About this task:
List each line of the data that holds the word "Send".

*** Data excerpts

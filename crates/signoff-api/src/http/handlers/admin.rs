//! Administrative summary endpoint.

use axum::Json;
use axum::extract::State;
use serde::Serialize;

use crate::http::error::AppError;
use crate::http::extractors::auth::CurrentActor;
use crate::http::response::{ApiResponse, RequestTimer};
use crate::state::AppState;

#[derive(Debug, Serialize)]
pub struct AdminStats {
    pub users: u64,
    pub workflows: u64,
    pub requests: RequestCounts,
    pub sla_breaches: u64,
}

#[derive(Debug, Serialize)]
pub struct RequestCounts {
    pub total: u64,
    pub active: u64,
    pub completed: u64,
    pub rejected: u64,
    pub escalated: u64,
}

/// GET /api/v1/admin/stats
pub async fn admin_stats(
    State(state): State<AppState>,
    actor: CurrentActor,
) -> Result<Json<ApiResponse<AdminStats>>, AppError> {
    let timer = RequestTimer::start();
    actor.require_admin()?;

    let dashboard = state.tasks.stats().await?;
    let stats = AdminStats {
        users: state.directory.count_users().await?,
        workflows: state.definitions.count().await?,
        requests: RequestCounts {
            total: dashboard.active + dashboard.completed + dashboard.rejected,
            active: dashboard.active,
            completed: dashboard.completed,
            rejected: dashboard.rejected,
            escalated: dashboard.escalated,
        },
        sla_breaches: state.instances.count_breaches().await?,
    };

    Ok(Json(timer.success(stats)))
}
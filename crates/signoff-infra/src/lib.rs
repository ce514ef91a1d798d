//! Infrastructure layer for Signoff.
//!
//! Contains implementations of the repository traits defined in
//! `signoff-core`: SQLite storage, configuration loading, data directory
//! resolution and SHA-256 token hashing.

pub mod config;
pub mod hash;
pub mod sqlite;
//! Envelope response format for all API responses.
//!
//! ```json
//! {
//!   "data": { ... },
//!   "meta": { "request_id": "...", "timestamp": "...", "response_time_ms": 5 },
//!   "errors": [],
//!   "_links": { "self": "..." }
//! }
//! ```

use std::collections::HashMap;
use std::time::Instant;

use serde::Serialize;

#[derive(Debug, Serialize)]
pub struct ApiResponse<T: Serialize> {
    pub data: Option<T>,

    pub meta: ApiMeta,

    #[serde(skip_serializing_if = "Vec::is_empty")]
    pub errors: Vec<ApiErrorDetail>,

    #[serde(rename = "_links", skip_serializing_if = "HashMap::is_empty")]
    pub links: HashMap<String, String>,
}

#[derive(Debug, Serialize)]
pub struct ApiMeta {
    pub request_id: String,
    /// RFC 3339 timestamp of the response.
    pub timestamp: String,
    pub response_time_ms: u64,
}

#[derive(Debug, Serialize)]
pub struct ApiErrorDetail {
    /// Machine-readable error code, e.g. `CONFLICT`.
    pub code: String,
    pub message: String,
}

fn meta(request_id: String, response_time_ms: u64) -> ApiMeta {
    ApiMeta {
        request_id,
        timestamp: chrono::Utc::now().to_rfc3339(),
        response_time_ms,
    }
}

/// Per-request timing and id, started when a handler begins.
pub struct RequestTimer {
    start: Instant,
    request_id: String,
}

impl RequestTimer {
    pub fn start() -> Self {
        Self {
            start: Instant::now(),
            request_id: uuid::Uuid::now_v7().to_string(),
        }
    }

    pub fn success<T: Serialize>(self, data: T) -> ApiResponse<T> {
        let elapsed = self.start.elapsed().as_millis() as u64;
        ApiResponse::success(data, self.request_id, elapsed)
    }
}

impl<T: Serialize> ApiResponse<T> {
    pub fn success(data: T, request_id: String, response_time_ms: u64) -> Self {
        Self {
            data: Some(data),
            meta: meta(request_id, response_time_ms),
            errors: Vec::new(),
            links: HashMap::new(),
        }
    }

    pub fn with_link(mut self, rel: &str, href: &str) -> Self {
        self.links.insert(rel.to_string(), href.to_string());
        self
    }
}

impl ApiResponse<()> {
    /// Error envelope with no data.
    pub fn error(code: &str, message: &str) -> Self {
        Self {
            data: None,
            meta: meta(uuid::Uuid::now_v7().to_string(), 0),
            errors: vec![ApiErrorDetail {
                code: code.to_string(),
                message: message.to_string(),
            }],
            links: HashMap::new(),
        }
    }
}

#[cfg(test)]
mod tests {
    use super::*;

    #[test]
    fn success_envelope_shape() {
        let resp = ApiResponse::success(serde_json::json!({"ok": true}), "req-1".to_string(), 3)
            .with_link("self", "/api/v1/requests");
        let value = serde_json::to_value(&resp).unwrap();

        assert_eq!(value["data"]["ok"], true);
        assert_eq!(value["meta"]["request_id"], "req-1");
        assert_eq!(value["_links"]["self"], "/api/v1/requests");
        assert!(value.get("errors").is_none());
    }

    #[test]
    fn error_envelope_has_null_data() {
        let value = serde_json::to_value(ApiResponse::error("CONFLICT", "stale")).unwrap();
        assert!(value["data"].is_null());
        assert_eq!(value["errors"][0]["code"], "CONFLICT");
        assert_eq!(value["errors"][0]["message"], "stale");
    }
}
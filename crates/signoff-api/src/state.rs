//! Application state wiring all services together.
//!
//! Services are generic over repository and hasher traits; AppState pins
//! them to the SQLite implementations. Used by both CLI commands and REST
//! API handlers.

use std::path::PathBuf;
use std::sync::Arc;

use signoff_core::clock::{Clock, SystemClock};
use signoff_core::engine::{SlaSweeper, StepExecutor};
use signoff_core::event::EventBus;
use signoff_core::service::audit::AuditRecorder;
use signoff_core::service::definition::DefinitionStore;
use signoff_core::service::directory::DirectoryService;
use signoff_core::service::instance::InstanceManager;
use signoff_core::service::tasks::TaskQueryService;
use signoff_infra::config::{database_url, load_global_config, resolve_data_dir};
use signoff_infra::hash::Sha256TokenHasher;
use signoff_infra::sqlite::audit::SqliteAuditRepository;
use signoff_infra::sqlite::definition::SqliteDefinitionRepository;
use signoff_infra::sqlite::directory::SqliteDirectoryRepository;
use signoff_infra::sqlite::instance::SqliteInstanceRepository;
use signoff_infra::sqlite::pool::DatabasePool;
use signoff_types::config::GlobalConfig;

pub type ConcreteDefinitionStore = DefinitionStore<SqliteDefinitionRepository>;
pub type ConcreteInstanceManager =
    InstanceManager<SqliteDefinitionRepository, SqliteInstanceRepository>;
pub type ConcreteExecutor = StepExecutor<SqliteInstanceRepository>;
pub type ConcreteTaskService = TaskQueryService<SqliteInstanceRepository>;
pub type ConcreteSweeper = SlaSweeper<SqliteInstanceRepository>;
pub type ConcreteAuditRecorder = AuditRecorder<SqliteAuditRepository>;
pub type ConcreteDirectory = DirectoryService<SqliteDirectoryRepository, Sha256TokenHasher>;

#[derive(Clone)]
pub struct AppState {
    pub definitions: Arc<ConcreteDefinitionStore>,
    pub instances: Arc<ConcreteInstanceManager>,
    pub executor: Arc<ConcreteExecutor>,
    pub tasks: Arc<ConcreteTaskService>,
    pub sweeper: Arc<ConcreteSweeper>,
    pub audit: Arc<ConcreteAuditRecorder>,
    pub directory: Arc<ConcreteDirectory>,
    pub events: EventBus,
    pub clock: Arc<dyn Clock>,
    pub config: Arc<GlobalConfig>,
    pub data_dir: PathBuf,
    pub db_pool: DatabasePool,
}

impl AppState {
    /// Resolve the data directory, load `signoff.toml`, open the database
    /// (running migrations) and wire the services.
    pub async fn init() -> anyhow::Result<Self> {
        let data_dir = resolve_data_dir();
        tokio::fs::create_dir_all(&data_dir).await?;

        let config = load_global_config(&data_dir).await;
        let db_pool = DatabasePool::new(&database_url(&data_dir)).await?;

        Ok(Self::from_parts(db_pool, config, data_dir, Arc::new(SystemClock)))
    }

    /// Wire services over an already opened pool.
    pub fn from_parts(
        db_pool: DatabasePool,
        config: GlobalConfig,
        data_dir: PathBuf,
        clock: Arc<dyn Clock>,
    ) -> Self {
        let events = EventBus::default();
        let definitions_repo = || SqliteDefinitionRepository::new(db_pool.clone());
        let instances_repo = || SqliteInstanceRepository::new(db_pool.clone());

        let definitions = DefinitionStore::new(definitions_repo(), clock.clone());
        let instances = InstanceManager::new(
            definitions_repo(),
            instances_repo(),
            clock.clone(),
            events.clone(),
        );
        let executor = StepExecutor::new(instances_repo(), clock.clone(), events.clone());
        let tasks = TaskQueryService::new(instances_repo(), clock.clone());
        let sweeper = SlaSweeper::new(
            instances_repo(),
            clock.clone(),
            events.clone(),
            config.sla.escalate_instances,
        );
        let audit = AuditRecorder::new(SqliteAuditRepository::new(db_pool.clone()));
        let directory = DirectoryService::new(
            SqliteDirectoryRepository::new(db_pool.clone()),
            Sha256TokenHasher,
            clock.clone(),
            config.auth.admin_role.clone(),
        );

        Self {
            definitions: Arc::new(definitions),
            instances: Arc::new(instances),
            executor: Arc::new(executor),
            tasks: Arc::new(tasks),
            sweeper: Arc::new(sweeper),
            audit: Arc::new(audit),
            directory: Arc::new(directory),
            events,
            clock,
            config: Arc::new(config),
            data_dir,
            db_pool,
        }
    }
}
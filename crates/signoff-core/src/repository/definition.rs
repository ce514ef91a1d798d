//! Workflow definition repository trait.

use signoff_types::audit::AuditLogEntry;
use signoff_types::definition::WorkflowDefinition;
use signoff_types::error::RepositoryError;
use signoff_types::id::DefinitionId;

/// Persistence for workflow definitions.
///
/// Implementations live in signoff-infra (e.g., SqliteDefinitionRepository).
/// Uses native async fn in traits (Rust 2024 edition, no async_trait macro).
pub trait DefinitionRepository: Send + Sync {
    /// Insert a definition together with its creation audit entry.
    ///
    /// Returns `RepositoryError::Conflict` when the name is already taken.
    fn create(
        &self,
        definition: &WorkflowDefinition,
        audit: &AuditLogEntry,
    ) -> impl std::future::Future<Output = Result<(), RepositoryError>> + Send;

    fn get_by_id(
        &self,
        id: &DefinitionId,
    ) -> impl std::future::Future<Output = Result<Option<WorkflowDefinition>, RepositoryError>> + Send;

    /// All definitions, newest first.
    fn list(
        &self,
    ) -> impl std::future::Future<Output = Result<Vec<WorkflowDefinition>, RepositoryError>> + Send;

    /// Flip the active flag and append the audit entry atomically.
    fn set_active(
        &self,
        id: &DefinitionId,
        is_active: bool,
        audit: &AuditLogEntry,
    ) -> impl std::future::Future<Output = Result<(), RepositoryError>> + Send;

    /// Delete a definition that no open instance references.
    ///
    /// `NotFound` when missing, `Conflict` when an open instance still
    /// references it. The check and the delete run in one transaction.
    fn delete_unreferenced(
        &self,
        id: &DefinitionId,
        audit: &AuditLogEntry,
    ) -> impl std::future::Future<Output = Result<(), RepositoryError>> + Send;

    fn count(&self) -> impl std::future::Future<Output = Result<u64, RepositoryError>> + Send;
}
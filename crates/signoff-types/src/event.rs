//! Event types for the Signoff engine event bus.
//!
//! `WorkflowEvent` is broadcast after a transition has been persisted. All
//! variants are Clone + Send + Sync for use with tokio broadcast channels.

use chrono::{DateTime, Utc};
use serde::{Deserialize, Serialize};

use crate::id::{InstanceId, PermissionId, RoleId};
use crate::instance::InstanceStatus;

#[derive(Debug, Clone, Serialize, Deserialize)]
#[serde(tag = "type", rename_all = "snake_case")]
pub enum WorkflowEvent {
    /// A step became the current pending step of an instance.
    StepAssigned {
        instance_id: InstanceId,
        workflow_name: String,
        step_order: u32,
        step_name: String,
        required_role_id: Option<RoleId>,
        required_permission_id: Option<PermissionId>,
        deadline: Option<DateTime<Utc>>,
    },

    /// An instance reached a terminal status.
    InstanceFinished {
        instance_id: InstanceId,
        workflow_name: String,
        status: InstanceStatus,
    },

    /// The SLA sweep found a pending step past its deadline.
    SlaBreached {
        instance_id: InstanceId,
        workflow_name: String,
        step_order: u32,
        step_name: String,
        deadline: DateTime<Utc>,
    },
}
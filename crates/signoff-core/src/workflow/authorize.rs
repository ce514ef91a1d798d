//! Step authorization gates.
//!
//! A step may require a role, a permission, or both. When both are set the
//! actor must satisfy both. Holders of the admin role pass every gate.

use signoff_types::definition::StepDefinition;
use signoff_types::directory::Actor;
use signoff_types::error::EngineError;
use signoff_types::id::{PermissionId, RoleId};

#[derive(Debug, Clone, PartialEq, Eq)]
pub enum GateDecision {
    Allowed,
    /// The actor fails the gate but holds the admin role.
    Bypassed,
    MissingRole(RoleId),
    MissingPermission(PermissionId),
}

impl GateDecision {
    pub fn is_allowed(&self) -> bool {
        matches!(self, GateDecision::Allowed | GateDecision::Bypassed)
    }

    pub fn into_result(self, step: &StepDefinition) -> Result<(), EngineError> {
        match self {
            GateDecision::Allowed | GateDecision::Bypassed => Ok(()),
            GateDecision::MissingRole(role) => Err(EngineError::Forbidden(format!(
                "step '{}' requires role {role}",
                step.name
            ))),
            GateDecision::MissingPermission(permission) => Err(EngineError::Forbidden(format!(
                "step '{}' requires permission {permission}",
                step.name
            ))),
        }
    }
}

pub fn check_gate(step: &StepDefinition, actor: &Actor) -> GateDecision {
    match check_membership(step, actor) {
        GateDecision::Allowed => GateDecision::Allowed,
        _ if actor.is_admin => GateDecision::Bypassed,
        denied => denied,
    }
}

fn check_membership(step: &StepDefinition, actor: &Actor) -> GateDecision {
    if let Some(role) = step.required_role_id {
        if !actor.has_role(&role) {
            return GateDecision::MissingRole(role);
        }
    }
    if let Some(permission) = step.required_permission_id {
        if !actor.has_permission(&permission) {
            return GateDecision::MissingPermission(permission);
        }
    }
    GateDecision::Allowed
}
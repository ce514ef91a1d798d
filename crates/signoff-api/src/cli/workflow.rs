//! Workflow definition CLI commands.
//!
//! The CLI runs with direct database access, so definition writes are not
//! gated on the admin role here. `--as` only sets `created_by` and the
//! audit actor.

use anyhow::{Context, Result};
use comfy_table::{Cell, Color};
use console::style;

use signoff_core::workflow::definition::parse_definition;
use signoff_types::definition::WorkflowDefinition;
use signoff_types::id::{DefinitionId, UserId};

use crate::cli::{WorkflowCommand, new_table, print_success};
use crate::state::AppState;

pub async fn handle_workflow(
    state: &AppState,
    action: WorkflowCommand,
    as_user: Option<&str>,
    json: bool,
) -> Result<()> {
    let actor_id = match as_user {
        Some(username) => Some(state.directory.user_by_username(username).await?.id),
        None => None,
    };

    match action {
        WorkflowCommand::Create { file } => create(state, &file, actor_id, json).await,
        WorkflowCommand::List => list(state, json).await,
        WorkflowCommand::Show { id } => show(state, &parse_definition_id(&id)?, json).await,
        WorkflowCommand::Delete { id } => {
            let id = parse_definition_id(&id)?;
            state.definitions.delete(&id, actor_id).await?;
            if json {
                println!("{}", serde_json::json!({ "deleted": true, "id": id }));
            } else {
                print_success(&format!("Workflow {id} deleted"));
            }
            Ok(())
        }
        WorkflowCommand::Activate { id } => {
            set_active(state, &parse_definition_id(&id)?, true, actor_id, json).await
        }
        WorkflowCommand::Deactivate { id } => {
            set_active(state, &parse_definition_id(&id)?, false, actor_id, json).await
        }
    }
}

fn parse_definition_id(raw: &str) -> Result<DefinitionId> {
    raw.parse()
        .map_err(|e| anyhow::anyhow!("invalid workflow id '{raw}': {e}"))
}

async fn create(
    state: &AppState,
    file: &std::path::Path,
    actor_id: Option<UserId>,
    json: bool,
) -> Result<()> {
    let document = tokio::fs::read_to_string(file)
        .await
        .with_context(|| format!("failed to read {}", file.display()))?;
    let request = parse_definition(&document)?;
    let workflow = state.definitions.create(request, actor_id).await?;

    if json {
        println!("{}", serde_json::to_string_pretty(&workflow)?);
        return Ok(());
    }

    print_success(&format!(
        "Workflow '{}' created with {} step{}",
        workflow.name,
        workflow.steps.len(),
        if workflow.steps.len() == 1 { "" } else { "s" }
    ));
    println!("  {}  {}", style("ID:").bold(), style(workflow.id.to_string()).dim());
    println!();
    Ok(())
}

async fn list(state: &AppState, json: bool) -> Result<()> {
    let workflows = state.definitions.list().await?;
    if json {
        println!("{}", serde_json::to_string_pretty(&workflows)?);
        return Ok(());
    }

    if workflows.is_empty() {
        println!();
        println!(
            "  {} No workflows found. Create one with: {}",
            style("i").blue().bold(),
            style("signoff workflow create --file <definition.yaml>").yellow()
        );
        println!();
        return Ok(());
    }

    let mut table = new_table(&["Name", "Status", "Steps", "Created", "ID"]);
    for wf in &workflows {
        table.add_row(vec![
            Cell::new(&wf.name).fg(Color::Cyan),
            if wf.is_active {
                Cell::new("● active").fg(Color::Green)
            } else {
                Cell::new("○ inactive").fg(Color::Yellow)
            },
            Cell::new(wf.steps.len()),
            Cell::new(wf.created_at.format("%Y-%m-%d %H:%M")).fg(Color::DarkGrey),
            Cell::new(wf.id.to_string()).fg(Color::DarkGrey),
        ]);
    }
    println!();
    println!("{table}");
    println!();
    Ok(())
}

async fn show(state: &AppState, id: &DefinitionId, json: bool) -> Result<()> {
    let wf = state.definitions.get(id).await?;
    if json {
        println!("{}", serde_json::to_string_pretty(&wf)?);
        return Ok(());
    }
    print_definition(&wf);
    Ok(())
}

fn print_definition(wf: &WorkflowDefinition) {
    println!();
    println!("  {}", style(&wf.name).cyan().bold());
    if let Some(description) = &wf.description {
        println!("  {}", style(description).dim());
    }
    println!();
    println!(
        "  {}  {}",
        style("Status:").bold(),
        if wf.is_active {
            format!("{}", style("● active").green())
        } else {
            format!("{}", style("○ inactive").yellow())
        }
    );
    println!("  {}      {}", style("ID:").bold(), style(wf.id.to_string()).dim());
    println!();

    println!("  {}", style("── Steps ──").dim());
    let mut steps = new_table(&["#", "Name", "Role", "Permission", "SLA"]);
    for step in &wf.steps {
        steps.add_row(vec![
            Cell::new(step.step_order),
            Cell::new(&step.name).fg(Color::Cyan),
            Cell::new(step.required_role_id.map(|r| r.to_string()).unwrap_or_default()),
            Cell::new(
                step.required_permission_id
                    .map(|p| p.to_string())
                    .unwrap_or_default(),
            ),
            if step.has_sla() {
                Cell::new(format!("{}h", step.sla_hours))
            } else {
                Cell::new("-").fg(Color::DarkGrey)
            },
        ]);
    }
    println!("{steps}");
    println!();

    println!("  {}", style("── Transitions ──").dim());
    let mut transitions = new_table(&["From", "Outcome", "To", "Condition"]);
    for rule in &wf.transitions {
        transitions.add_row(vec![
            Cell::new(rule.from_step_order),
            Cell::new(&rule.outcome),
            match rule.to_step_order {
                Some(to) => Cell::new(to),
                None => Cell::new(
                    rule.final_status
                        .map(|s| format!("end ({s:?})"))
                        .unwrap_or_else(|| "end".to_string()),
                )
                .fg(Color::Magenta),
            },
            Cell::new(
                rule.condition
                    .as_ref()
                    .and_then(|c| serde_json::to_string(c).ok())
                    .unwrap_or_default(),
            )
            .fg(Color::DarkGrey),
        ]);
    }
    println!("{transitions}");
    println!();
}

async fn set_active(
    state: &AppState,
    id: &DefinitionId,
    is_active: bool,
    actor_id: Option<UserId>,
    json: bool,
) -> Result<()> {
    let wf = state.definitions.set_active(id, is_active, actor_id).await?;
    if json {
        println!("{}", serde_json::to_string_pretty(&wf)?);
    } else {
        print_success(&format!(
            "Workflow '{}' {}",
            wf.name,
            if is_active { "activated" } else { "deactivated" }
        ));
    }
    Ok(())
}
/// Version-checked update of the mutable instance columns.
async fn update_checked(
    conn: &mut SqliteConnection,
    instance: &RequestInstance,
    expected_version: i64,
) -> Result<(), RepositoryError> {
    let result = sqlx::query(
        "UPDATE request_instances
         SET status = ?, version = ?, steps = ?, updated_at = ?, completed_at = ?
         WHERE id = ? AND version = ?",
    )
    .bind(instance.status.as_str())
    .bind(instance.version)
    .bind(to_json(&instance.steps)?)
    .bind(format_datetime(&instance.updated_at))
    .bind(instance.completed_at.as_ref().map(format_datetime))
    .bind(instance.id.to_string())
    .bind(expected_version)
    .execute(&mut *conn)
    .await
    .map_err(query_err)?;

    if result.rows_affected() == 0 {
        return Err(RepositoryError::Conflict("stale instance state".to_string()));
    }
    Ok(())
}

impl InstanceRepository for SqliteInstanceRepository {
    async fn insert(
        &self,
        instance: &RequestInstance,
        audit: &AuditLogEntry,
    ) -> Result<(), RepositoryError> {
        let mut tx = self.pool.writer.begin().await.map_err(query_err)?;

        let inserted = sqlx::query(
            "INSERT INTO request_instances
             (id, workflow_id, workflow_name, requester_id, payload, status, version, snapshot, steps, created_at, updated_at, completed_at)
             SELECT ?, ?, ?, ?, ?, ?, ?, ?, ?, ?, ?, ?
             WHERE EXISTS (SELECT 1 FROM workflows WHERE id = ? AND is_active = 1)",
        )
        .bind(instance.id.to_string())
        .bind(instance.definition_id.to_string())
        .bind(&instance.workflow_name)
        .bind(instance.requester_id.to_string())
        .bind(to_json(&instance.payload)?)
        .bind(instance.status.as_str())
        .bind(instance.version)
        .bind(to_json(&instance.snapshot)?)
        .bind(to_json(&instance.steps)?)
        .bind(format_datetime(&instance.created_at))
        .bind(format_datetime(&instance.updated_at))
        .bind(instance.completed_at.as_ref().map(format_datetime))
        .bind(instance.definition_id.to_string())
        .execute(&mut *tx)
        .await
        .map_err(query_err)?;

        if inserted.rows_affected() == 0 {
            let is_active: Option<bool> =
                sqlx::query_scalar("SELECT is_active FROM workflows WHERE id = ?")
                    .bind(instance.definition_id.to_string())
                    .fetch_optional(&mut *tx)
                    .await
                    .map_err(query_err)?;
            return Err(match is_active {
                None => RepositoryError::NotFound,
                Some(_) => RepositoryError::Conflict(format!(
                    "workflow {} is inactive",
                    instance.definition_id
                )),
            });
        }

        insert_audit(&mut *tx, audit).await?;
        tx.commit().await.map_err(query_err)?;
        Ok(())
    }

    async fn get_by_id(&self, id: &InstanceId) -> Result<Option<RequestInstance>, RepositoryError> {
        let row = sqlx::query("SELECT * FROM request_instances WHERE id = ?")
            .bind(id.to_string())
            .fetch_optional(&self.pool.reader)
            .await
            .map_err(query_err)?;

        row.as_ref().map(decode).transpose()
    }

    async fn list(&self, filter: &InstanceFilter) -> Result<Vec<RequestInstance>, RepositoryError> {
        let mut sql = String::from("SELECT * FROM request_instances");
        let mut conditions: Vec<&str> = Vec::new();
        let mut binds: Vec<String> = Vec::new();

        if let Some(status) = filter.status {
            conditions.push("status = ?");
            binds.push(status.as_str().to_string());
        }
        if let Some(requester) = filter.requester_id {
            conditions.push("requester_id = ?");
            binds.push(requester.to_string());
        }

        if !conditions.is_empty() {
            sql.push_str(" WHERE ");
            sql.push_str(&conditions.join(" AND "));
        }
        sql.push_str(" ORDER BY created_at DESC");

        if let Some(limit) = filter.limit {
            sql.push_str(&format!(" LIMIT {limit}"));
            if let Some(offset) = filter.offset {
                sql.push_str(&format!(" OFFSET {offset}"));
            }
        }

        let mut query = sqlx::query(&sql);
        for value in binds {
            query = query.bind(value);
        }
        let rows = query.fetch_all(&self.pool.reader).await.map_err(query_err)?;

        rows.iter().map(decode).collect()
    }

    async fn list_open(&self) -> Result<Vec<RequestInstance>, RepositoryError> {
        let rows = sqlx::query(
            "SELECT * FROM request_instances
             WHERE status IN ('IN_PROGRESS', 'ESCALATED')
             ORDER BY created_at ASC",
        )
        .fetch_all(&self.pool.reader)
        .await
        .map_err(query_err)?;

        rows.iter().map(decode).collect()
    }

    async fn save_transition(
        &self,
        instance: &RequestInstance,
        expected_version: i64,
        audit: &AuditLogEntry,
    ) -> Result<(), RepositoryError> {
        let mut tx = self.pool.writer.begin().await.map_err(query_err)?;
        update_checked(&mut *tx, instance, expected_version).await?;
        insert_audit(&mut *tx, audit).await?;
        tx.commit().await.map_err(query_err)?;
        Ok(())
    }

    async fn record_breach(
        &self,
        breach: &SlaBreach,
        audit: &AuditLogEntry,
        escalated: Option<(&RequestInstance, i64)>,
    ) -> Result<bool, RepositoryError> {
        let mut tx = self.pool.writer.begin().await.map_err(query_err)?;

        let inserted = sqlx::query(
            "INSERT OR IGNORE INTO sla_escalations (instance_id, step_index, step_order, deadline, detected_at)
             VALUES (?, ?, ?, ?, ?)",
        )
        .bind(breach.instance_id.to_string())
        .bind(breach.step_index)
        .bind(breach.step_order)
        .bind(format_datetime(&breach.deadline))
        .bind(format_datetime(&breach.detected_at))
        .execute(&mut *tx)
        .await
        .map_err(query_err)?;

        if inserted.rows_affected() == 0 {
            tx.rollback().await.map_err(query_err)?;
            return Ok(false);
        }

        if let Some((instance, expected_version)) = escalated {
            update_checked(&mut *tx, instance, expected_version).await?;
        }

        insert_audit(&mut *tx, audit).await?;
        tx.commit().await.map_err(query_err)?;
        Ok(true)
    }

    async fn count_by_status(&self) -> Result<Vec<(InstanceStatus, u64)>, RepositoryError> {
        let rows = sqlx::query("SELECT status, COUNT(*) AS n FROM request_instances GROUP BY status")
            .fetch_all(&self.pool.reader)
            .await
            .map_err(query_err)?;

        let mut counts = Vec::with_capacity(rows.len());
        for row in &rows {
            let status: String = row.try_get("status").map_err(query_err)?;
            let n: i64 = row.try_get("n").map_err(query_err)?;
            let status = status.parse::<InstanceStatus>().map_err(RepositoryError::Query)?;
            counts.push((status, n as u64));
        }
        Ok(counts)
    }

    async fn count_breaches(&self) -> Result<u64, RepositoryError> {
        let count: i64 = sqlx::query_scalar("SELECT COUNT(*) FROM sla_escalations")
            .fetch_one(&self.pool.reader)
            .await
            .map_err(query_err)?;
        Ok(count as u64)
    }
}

******

Output of the exercise:
pub trait DefinitionRepository: Send + Sync {
    ) -> impl std::future::Future<Output = Result<(), RepositoryError>> + Send;
    ) -> impl std::future::Future<Output = Result<Option<WorkflowDefinition>, RepositoryError>> + Send;
    ) -> impl std::future::Future<Output = Result<Vec<WorkflowDefinition>, RepositoryError>> + Send;
    ) -> impl std::future::Future<Output = Result<(), RepositoryError>> + Send;
    ) -> impl std::future::Future<Output = Result<(), RepositoryError>> + Send;
    fn count(&self) -> impl std::future::Future<Output = Result<u64, RepositoryError>> + Send;
//! variants are Clone + Send + Sync for use with tokio broadcast channels.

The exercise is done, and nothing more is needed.